====== Data provided
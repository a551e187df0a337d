//! Column mapping - attribute names to storage columns, on the AST
//!
//! Every column reference is resolved through the model bound to its table
//! alias, so renamed attributes never depend on rewriting SQL text.

use std::collections::HashMap;

use super::ast::{ColumnRef, JoinOperand, Predicate, QueryAst, SelectAst, SelectItem, TableRef};
use crate::model::ModelDefinition;
use crate::schema::Schema;

fn alias_models<'s, 't>(
    tables: impl Iterator<Item = &'t TableRef>,
    schema: &'s Schema,
) -> HashMap<String, &'s ModelDefinition> {
    tables
        .filter_map(|table| {
            let model = schema.model(table.model.as_deref()?)?;
            Some((table.alias.clone(), model.as_ref()))
        })
        .collect()
}

fn map_ref(column: &mut ColumnRef, models: &HashMap<String, &ModelDefinition>) {
    if let Some(model) = models.get(&column.table) {
        column.column = model.column_for(&column.column).to_string();
    }
}

fn map_predicates(predicates: &mut [Predicate], models: &HashMap<String, &ModelDefinition>) {
    for predicate in predicates {
        map_ref(&mut predicate.column, models);
    }
}

fn map_values(
    values: &mut [(String, crate::backends::DatabaseValue)],
    model: Option<&ModelDefinition>,
) {
    if let Some(model) = model {
        for (name, _) in values.iter_mut() {
            *name = model.column_for(name).to_string();
        }
    }
}

/// Rewrite every column of a select to its storage name
pub fn map_select_columns(select: &mut SelectAst, schema: &Schema) {
    let models = alias_models(select.tables(), schema);

    for item in &mut select.columns {
        match item {
            SelectItem::AllColumns(_) => {}
            SelectItem::Column { column, .. } | SelectItem::CountDistinct { column, .. } => {
                map_ref(column, &models)
            }
        }
    }
    for join in &mut select.joins {
        if let Some(subquery) = join.subquery.as_deref_mut() {
            map_select_columns(subquery, schema);
        }
        for (column, operand) in &mut join.on {
            map_ref(column, &models);
            if let JoinOperand::Column(other) = operand {
                map_ref(other, &models);
            }
        }
    }
    map_predicates(&mut select.predicates, &models);
    for column in &mut select.group_by {
        map_ref(column, &models);
    }
    for order in &mut select.order {
        map_ref(&mut order.column, &models);
    }
}

/// Rewrite every attribute reference in `ast` to its storage column
pub fn map_columns(ast: &mut QueryAst, schema: &Schema) {
    match ast {
        QueryAst::Select(select) => map_select_columns(select, schema),
        QueryAst::Insert(insert) => {
            let models = alias_models(std::iter::once(&insert.table), schema);
            map_values(&mut insert.values, models.get(&insert.table.alias).copied());
        }
        QueryAst::Update(update) => {
            let models = alias_models(std::iter::once(&update.table), schema);
            map_values(&mut update.values, models.get(&update.table.alias).copied());
            map_predicates(&mut update.predicates, &models);
        }
        QueryAst::Delete(delete) => {
            let models = alias_models(std::iter::once(&delete.table), schema);
            map_predicates(&mut delete.predicates, &models);
        }
    }
}

#[cfg(test)]
mod tests {
    use super::*;
    use crate::backends::DatabaseValue;
    use crate::model::{AttributeDefinition, AttributeType};
    use crate::query::ast::{InsertAst, OutputName};
    use crate::query::types::QueryOperator;

    fn schema() -> Schema {
        let mut builder = Schema::builder();
        builder
            .register(
                ModelDefinition::new("User")
                    .table("users")
                    .attr("id", AttributeType::Number)
                    .attribute(AttributeDefinition::new("fullname", AttributeType::String).column("name")),
            )
            .unwrap();
        builder.build()
    }

    #[test]
    fn test_select_columns_and_predicates_are_mapped() {
        let schema = schema();
        let mut select = SelectAst::new(TableRef::new("users", Some("User")));
        select.columns.push(SelectItem::Column {
            column: ColumnRef::new("users", "fullname"),
            output: OutputName::Bare,
        });
        select.predicates.push(Predicate {
            column: ColumnRef::new("users", "fullname"),
            operator: QueryOperator::Like,
            value: Some(DatabaseValue::from("fullname%")),
            values: Vec::new(),
        });
        select.predicates.push(Predicate {
            column: ColumnRef::new("elsewhere", "fullname"),
            operator: QueryOperator::Equal,
            value: Some(DatabaseValue::from("x")),
            values: Vec::new(),
        });

        map_select_columns(&mut select, &schema);

        assert_eq!(
            select.columns[0],
            SelectItem::Column {
                column: ColumnRef::new("users", "name"),
                output: OutputName::Bare
            }
        );
        assert_eq!(select.predicates[0].column.column, "name");
        // values are never touched
        assert_eq!(select.predicates[0].value, Some(DatabaseValue::from("fullname%")));
        // unknown tables keep their column names
        assert_eq!(select.predicates[1].column.column, "fullname");
    }

    #[test]
    fn test_derived_table_columns_are_mapped() {
        let schema = schema();
        let mut keys = SelectAst::new(TableRef::new("users", Some("User")));
        keys.order.push(crate::query::ast::OrderClause {
            column: ColumnRef::new("users", "fullname"),
            direction: crate::query::types::OrderDirection::Asc,
        });
        let mut select = SelectAst::new(TableRef::new("users", Some("User")));
        select.joins.push(crate::query::ast::JoinClause {
            join_type: crate::query::types::JoinType::Inner,
            table: TableRef::aliased("users", "users_page", Some("User")),
            subquery: Some(Box::new(keys)),
            on: vec![(
                ColumnRef::new("users_page", "fullname"),
                JoinOperand::Column(ColumnRef::new("users", "fullname")),
            )],
        });

        map_select_columns(&mut select, &schema);

        let join = &select.joins[0];
        assert_eq!(join.subquery.as_ref().unwrap().order[0].column.column, "name");
        assert_eq!(join.on[0].0.column, "name");
    }

    #[test]
    fn test_insert_values_are_mapped() {
        let schema = schema();
        let mut ast = QueryAst::Insert(InsertAst {
            table: TableRef::new("users", Some("User")),
            values: vec![("fullname".to_string(), DatabaseValue::from("alex"))],
        });
        map_columns(&mut ast, &schema);
        let QueryAst::Insert(insert) = ast else {
            panic!("expected insert");
        };
        assert_eq!(insert.values[0].0, "name");
    }
}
============
## Instructions for the task
Keeping every word as it is, repeat all of the records.

## Reply to the exercise
repository a551e187df0a337d
//! Column mapping - attribute names to storage columns, on the AST
//!
//! Every column reference is resolved through the model bound to its table
//! alias, so renamed attributes never depend on rewriting SQL text.

use std::collections::HashMap;

use super::ast::{ColumnRef, JoinOperand, Predicate, QueryAst, SelectAst, SelectItem, TableRef};
use crate::model::ModelDefinition;
use crate::schema::Schema;

fn alias_models<'s, 't>(
    tables: impl Iterator<Item = &'t TableRef>,
    schema: &'s Schema,
) -> HashMap<String, &'s ModelDefinition> {
    tables
        .filter_map(|table| {
            let model = schema.model(table.model.as_deref()?)?;
            Some((table.alias.clone(), model.as_ref()))
        })
        .collect()
}

fn map_ref(column: &mut ColumnRef, models: &HashMap<String, &ModelDefinition>) {
    if let Some(model) = models.get(&column.table) {
        column.column = model.column_for(&column.column).to_string();
    }
}

fn map_predicates(predicates: &mut [Predicate], models: &HashMap<String, &ModelDefinition>) {
    for predicate in predicates {
        map_ref(&mut predicate.column, models);
    }
}

fn map_values(
    values: &mut [(String, crate::backends::DatabaseValue)],
    model: Option<&ModelDefinition>,
) {
    if let Some(model) = model {
        for (name, _) in values.iter_mut() {
            *name = model.column_for(name).to_string();
        }
    }
}

/// Rewrite every column of a select to its storage name
pub fn map_select_columns(select: &mut SelectAst, schema: &Schema) {
    let models = alias_models(select.tables(), schema);

    for item in &mut select.columns {
        match item {
            SelectItem::AllColumns(_) => {}
            SelectItem::Column { column, .. } | SelectItem::CountDistinct { column, .. } => {
                map_ref(column, &models)
            }
        }
    }
    for join in &mut select.joins {
        if let Some(subquery) = join.subquery.as_deref_mut() {
            map_select_columns(subquery, schema);
        }
        for (column, operand) in &mut join.on {
            map_ref(column, &models);
            if let JoinOperand::Column(other) = operand {
                map_ref(other, &models);
            }
        }
    }
    map_predicates(&mut select.predicates, &models);
    for column in &mut select.group_by {
        map_ref(column, &models);
    }
    for order in &mut select.order {
        map_ref(&mut order.column, &models);
    }
}

/// Rewrite every attribute reference in `ast` to its storage column
pub fn map_columns(ast: &mut QueryAst, schema: &Schema) {
    match ast {
        QueryAst::Select(select) => map_select_columns(select, schema),
        QueryAst::Insert(insert) => {
            let models = alias_models(std::iter::once(&insert.table), schema);
            map_values(&mut insert.values, models.get(&insert.table.alias).copied());
        }
        QueryAst::Update(update) => {
            let models = alias_models(std::iter::once(&update.table), schema);
            map_values(&mut update.values, models.get(&update.table.alias).copied());
            map_predicates(&mut update.predicates, &models);
        }
        QueryAst::Delete(delete) => {
            let models = alias_models(std::iter::once(&delete.table), schema);
            map_predicates(&mut delete.predicates, &models);
        }
    }
}

#[cfg(test)]
mod tests {
    use super::*;
    use crate::backends::DatabaseValue;
    use crate::model::{AttributeDefinition, AttributeType};
    use crate::query::ast::{InsertAst, OutputName};
    use crate::query::types::QueryOperator;

    fn schema() -> Schema {
        let mut builder = Schema::builder();
        builder
            .register(
                ModelDefinition::new("User")
                    .table("users")
                    .attr("id", AttributeType::Number)
                    .attribute(AttributeDefinition::new("fullname", AttributeType::String).column("name")),
            )
            .unwrap();
        builder.build()
    }

    #[test]
    fn test_select_columns_and_predicates_are_mapped() {
        let schema = schema();
        let mut select = SelectAst::new(TableRef::new("users", Some("User")));
        select.columns.push(SelectItem::Column {
            column: ColumnRef::new("users", "fullname"),
            output: OutputName::Bare,
        });
        select.predicates.push(Predicate {
            column: ColumnRef::new("users", "fullname"),
            operator: QueryOperator::Like,
            value: Some(DatabaseValue::from("fullname%")),
            values: Vec::new(),
        });
        select.predicates.push(Predicate {
            column: ColumnRef::new("elsewhere", "fullname"),
            operator: QueryOperator::Equal,
            value: Some(DatabaseValue::from("x")),
            values: Vec::new(),
        });

        map_select_columns(&mut select, &schema);

        assert_eq!(
            select.columns[0],
            SelectItem::Column {
                column: ColumnRef::new("users", "name"),
                output: OutputName::Bare
            }
        );
        assert_eq!(select.predicates[0].column.column, "name");
        // values are never touched
        assert_eq!(select.predicates[0].value, Some(DatabaseValue::from("fullname%")));
        // unknown tables keep their column names
        assert_eq!(select.predicates[1].column.column, "fullname");
    }

    #[test]
    fn test_derived_table_columns_are_mapped() {
        let schema = schema();
        let mut keys = SelectAst::new(TableRef::new("users", Some("User")));
        keys.order.push(crate::query::ast::OrderClause {
            column: ColumnRef::new("users", "fullname"),
            direction: crate::query::types::OrderDirection::Asc,
        });
        let mut select = SelectAst::new(TableRef::new("users", Some("User")));
        select.joins.push(crate::query::ast::JoinClause {
            join_type: crate::query::types::JoinType::Inner,
            table: TableRef::aliased("users", "users_page", Some("User")),
            subquery: Some(Box::new(keys)),
            on: vec![(
                ColumnRef::new("users_page", "fullname"),
                JoinOperand::Column(ColumnRef::new("users", "fullname")),
            )],
        });

        map_select_columns(&mut select, &schema);

        let join = &select.joins[0];
        assert_eq!(join.subquery.as_ref().unwrap().order[0].column.column, "name");
        assert_eq!(join.on[0].0.column, "name");
    }

    #[test]
    fn test_insert_values_are_mapped() {
        let schema = schema();
        let mut ast = QueryAst::Insert(InsertAst {
            table: TableRef::new("users", Some("User")),
            values: vec![("fullname".to_string(), DatabaseValue::from("alex"))],
        });
        map_columns(&mut ast, &schema);
        let QueryAst::Insert(insert) = ast else {
            panic!("expected insert");
        };
        assert_eq!(insert.values[0].0, "name");
    }
}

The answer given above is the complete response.